Below are the records; give again exactly the line with "segment is empty", the line with "ASCII whitespace to", and each line that lies between them, and nothing besides.

++++ The records

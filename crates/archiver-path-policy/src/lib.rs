//! Validation and sanitisation of untrusted archive path segments (C1).
//!
//! The archive path is assembled here and handed to the storage writer as a
//! relative path; this crate never touches the filesystem. Validation
//! happens on the raw segment, before sanitisation, and only rejects the
//! literal `.`/`..` tokens; a fullwidth or combining-mark lookalike passes
//! validation and can still normalise to a literal `..` during
//! sanitisation. That laundered result is caught downstream by
//! [`assert_root_containment`], which classifies any `..` path component as
//! disallowed regardless of how it was produced — so the write path never
//! escapes the root even though sanitisation alone cannot be trusted to
//! keep a traversal token out.

use std::path::{Component, Path, PathBuf};

use archiver_retry::{ArchiverError, ErrorCode};
use chrono::{DateTime, Utc};
use unicode_normalization::UnicodeNormalization;

/// Maximum byte length of a single sanitised path segment.
pub const MAX_SEGMENT_LEN: usize = 64;
/// Maximum number of path segments between the user segment and the filename.
pub const MAX_DEPTH: usize = 10;
/// Maximum byte length of the final filename.
pub const MAX_FILENAME_LEN: usize = 255;

fn permanent(message: impl Into<String>) -> ArchiverError {
    ArchiverError::permanent(ErrorCode::PathPolicy, message)
}

/// Validates one raw, untrusted segment before any sanitisation is applied.
/// Rejects empty/whitespace-only segments, `.`/`..`, separators, and NUL.
pub fn validate_segment(raw: &str) -> Result<(), ArchiverError> {
    let trimmed = raw.trim();
    if trimmed.is_empty() {
        return Err(permanent("path segment is empty after trimming"));
    }
    if trimmed == "." || trimmed == ".." {
        return Err(permanent(format!("path segment {trimmed:?} is a traversal token")));
    }
    if trimmed.contains('/') || trimmed.contains('\\') || trimmed.contains('\0') {
        return Err(permanent(format!(
            "path segment {trimmed:?} contains a separator or NUL byte"
        )));
    }
    if trimmed.len() > MAX_SEGMENT_LEN {
        return Err(permanent(format!(
            "path segment is {} bytes, exceeds the {MAX_SEGMENT_LEN}-byte limit",
            trimmed.len()
        )));
    }
    Ok(())
}

/// Deterministic, idempotent sanitisation applied *after* validation.
/// NFKD-normalises, strips combining marks, collapses ASCII whitespace to
/// `_`, replaces anything outside `[A-Za-z0-9._-]` with `_`, and collapses
/// runs of `_`.
pub fn sanitise_segment(raw: &str) -> String {
    let decomposed: String = raw.trim().nfkd().collect();
    let without_marks: String = decomposed
        .chars()
        .filter(|c| !unicode_normalization::char::is_combining_mark(*c))
        .collect();

    let mut out = String::with_capacity(without_marks.len());
    let mut last_was_underscore = false;
    for ch in without_marks.chars() {
        let mapped = if ch.is_ascii_whitespace() {
            '_'
        } else if ch.is_ascii_alphanumeric() || matches!(ch, '.' | '_' | '-') {
            ch
        } else {
            '_'
        };
        if mapped == '_' {
            if last_was_underscore {
                continue;
            }
            last_was_underscore = true;
        } else {
            last_was_underscore = false;
        }
        out.push(mapped);
    }
    out
}

/// One fully validated, sanitised, depth- and length-checked archive path,
/// relative to the storage root — assembled, never written.
#[derive(Debug, Clone, PartialEq, Eq)]
pub struct ArchivePath {
    pub user_segment: String,
    pub path_segments: Vec<String>,
    pub filename: String,
}

impl ArchivePath {
    /// Joins the segments into a path relative to the storage root.
    pub fn relative_path(&self) -> PathBuf {
        let mut p = PathBuf::from(&self.user_segment);
        for seg in &self.path_segments {
            p.push(seg);
        }
        p.push(&self.filename);
        p
    }
}

/// Validates, per the prefix allow-list, that a sanitised path-segment
/// sequence begins with one of the configured allowed prefixes. `None`
/// means "no restriction"; `Some(&[])` means "nothing is allowed".
pub fn check_prefix_allow_list(
    segments: &[String],
    allow_list: Option<&[String]>,
) -> Result<(), ArchiverError> {
    let Some(allowed) = allow_list else {
        return Ok(());
    };
    if allowed.is_empty() {
        return Err(permanent(
            "an empty prefix allow-list is configured; no archive path is permitted",
        ));
    }
    let normalised: Vec<Vec<String>> = allowed
        .iter()
        .map(|p| sanitise_prefix_for_comparison(p))
        .collect();
    if normalised.iter().any(|prefix| segments.starts_with(prefix)) {
        Ok(())
    } else {
        Err(permanent(format!(
            "sanitised path {:?} does not match any configured allow-list prefix",
            segments.join("/")
        )))
    }
}

fn sanitise_prefix_for_comparison(prefix: &str) -> Vec<String> {
    prefix.split(['/', '\\']).map(sanitise_segment).collect()
}

/// Confirms that `root ⊕ rel_path`, resolved lexically against a
/// symlink-resolved `root`, is a strict descendant of `root`. This is the
/// invariant under test in §8-1; it never performs I/O beyond resolving
/// `root` itself (the caller is expected to have already canonicalised
/// `root` once at startup).
pub fn assert_root_containment(resolved_root: &Path, rel_path: &Path) -> Result<PathBuf, ArchiverError> {
    for component in rel_path.components() {
        match component {
            Component::Normal(_) => {}
            other => {
                return Err(permanent(format!(
                    "archive path contains a disallowed component: {other:?}"
                )));
            }
        }
    }
    let joined = resolved_root.join(rel_path);
    if joined.starts_with(resolved_root) && joined != resolved_root {
        Ok(joined)
    } else {
        Err(permanent(format!(
            "resolved path {joined:?} escapes storage root {resolved_root:?}"
        )))
    }
}

/// Resolves `{ticket_number}` and `{timestamp_utc}` tokens in a filename
/// pattern, then validates and sanitises the result as a single segment.
pub fn render_filename(pattern: &str, ticket_number: &str, now: DateTime<Utc>) -> Result<String, ArchiverError> {
    let timestamp = now.format("%Y-%m-%d").to_string();
    let rendered = pattern
        .replace("{ticket_number}", ticket_number)
        .replace("{timestamp_utc}", &timestamp);

    let trimmed = rendered.trim();
    if trimmed.is_empty() {
        return Err(permanent("rendered filename is empty after trimming"));
    }
    if trimmed == "." || trimmed == ".." {
        return Err(permanent(format!("rendered filename {trimmed:?} is a traversal token")));
    }
    if trimmed.contains('/') || trimmed.contains('\\') || trimmed.contains('\0') {
        return Err(permanent(
            "rendered filename pattern produced more than one path segment, or contains NUL",
        ));
    }
    let sanitised = sanitise_segment(trimmed);
    if sanitised.is_empty() {
        return Err(permanent("rendered filename sanitised to an empty string"));
    }
    if sanitised.len() > MAX_FILENAME_LEN {
        return Err(permanent(format!(
            "rendered filename is {} bytes, exceeds the {MAX_FILENAME_LEN}-byte limit",
            sanitised.len()
        )));
    }
    Ok(sanitised)
}

/// Validates and sanitises a full set of untrusted `>`-separated path
/// segments (or an already-split sequence) against depth and per-segment
/// constraints, producing the sanitised segment list. Does not include the
/// user segment or filename.
pub fn validate_and_sanitise_segments(raw_segments: &[String]) -> Result<Vec<String>, ArchiverError> {
    if raw_segments.len() > MAX_DEPTH {
        return Err(permanent(format!(
            "path depth {} exceeds the {MAX_DEPTH}-segment limit",
            raw_segments.len()
        )));
    }
    raw_segments
        .iter()
        .map(|seg| {
            validate_segment(seg)?;
            Ok(sanitise_segment(seg))
        })
        .collect()
}

/// Splits a raw `archive_path` field on `>`, trimming whitespace around
/// each piece, as accepted from the TMS custom-field shape.
pub fn split_archive_path_field(raw: &str) -> Vec<String> {
    raw.split('>').map(|s| s.trim().to_string()).collect()
}

#[cfg(test)]
mod tests {
    use super::*;

    #[test]
    fn rejects_dot_dot() {
        assert!(validate_segment("..").is_err());
        assert!(validate_segment(".").is_err());
    }

    #[test]
    fn rejects_empty_after_trim() {
        assert!(validate_segment("   ").is_err());
    }

    #[test]
    fn rejects_separator_characters() {
        assert!(validate_segment("a/b").is_err());
        assert!(validate_segment("a\\b").is_err());
        assert!(validate_segment("a\0b").is_err());
    }

    #[test]
    fn segment_length_boundary() {
        let ok = "a".repeat(MAX_SEGMENT_LEN);
        let too_long = "a".repeat(MAX_SEGMENT_LEN + 1);
        assert!(validate_segment(&ok).is_ok());
        assert!(validate_segment(&too_long).is_err());
    }

    #[test]
    fn depth_boundary() {
        let ok: Vec<String> = (0..MAX_DEPTH).map(|i| format!("s{i}")).collect();
        let too_deep: Vec<String> = (0..=MAX_DEPTH).map(|i| format!("s{i}")).collect();
        assert!(validate_and_sanitise_segments(&ok).is_ok());
        assert!(validate_and_sanitise_segments(&too_deep).is_err());
    }

    #[test]
    fn sanitisation_is_idempotent() {
        let raw = "Acme Corp / Support!!  ëxample";
        let once = sanitise_segment(raw);
        let twice = sanitise_segment(&once);
        assert_eq!(once, twice);
    }

    #[test]
    fn fullwidth_traversal_survives_to_root_containment_and_is_rejected() {
        // U+FF0E FULLWIDTH FULL STOP, twice: validate_segment only rejects
        // the literal "." / ".." tokens, so this raw segment passes
        // unchanged (§4.1: validation runs before sanitisation, on the raw
        // string). NFKD then folds the fullwidth stops to ASCII periods, so
        // sanitisation *does* launder it into a literal "..". The traversal
        // is still caught: the root-containment check classifies any ".."
        // path component as `Component::ParentDir` and rejects it, so the
        // write path never escapes the root regardless of what sanitisation
        // produced.
        let fullwidth_dotdot = "\u{FF0E}\u{FF0E}";
        assert!(validate_segment(fullwidth_dotdot).is_ok());
        let sanitised = sanitise_segment(fullwidth_dotdot);
        assert_eq!(sanitised, "..");

        let root = Path::new("/archive/root");
        let rel = Path::new(&sanitised);
        assert!(assert_root_containment(root, rel).is_err());
    }

    #[test]
    fn root_containment_rejects_escaping_path() {
        let root = Path::new("/archive/root");
        let escaping = Path::new("../../etc/passwd");
        assert!(assert_root_containment(root, escaping).is_err());
    }

    #[test]
    fn root_containment_accepts_nested_path() {
        let root = Path::new("/archive/root");
        let nested = Path::new("acme/support/Ticket-1_2026-07-01.pdf");
        let resolved = assert_root_containment(root, nested).unwrap();
        assert!(resolved.starts_with(root));
    }

    #[test]
    fn prefix_allow_list_empty_means_nothing_allowed() {
        let segments = vec!["acme".to_string()];
        let err = check_prefix_allow_list(&segments, Some(&[])).unwrap_err();
        assert_eq!(err.code, archiver_retry::ErrorCode::PathPolicy);
    }

    #[test]
    fn prefix_allow_list_none_means_unrestricted() {
        let segments = vec!["anything".to_string()];
        assert!(check_prefix_allow_list(&segments, None).is_ok());
    }

    #[test]
    fn prefix_allow_list_does_not_match_mid_segment() {
        let segments = vec!["acme".to_string(), "support".to_string()];
        let allow_list = vec!["ac".to_string()];
        let err = check_prefix_allow_list(&segments, Some(&allow_list)).unwrap_err();
        assert_eq!(err.code, archiver_retry::ErrorCode::PathPolicy);
    }

    #[test]
    fn prefix_allow_list_does_not_match_mid_segment_on_a_later_component() {
        let segments = vec!["a".to_string(), "bc".to_string()];
        let allow_list = vec!["a/b".to_string()];
        let err = check_prefix_allow_list(&segments, Some(&allow_list)).unwrap_err();
        assert_eq!(err.code, archiver_retry::ErrorCode::PathPolicy);
    }

    #[test]
    fn prefix_allow_list_matches_exact_leading_segments() {
        let segments = vec!["acme".to_string(), "support".to_string(), "2026".to_string()];
        let allow_list = vec!["acme/support".to_string()];
        assert!(check_prefix_allow_list(&segments, Some(&allow_list)).is_ok());
    }

    #[test]
    fn filename_pattern_resolves_tokens() {
        let now = DateTime::parse_from_rfc3339("2026-07-28T00:00:00Z")
            .unwrap()
            .with_timezone(&Utc);
        let name = render_filename("Ticket-{ticket_number}_{timestamp_utc}.pdf", "12345", now).unwrap();
        assert_eq!(name, "Ticket-12345_2026-07-28.pdf");
    }

    #[test]
    fn filename_length_boundary() {
        let now = Utc::now();
        let long_number = "9".repeat(MAX_FILENAME_LEN);
        let err = render_filename("{ticket_number}", &long_number, now);
        assert!(err.is_err());
    }
}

++++++++

**Written solution**
        return Err(permanent("path segment is empty after trimming"));
    }
    if trimmed == "." || trimmed == ".." {
        return Err(permanent(format!("path segment {trimmed:?} is a traversal token")));
    }
    if trimmed.contains('/') || trimmed.contains('\\') || trimmed.contains('\0') {
        return Err(permanent(format!(
            "path segment {trimmed:?} contains a separator or NUL byte"
        )));
    }
    if trimmed.len() > MAX_SEGMENT_LEN {
        return Err(permanent(format!(
            "path segment is {} bytes, exceeds the {MAX_SEGMENT_LEN}-byte limit",
            trimmed.len()
        )));
    }
    Ok(())
}

/// Deterministic, idempotent sanitisation applied *after* validation.
/// NFKD-normalises, strips combining marks, collapses ASCII whitespace to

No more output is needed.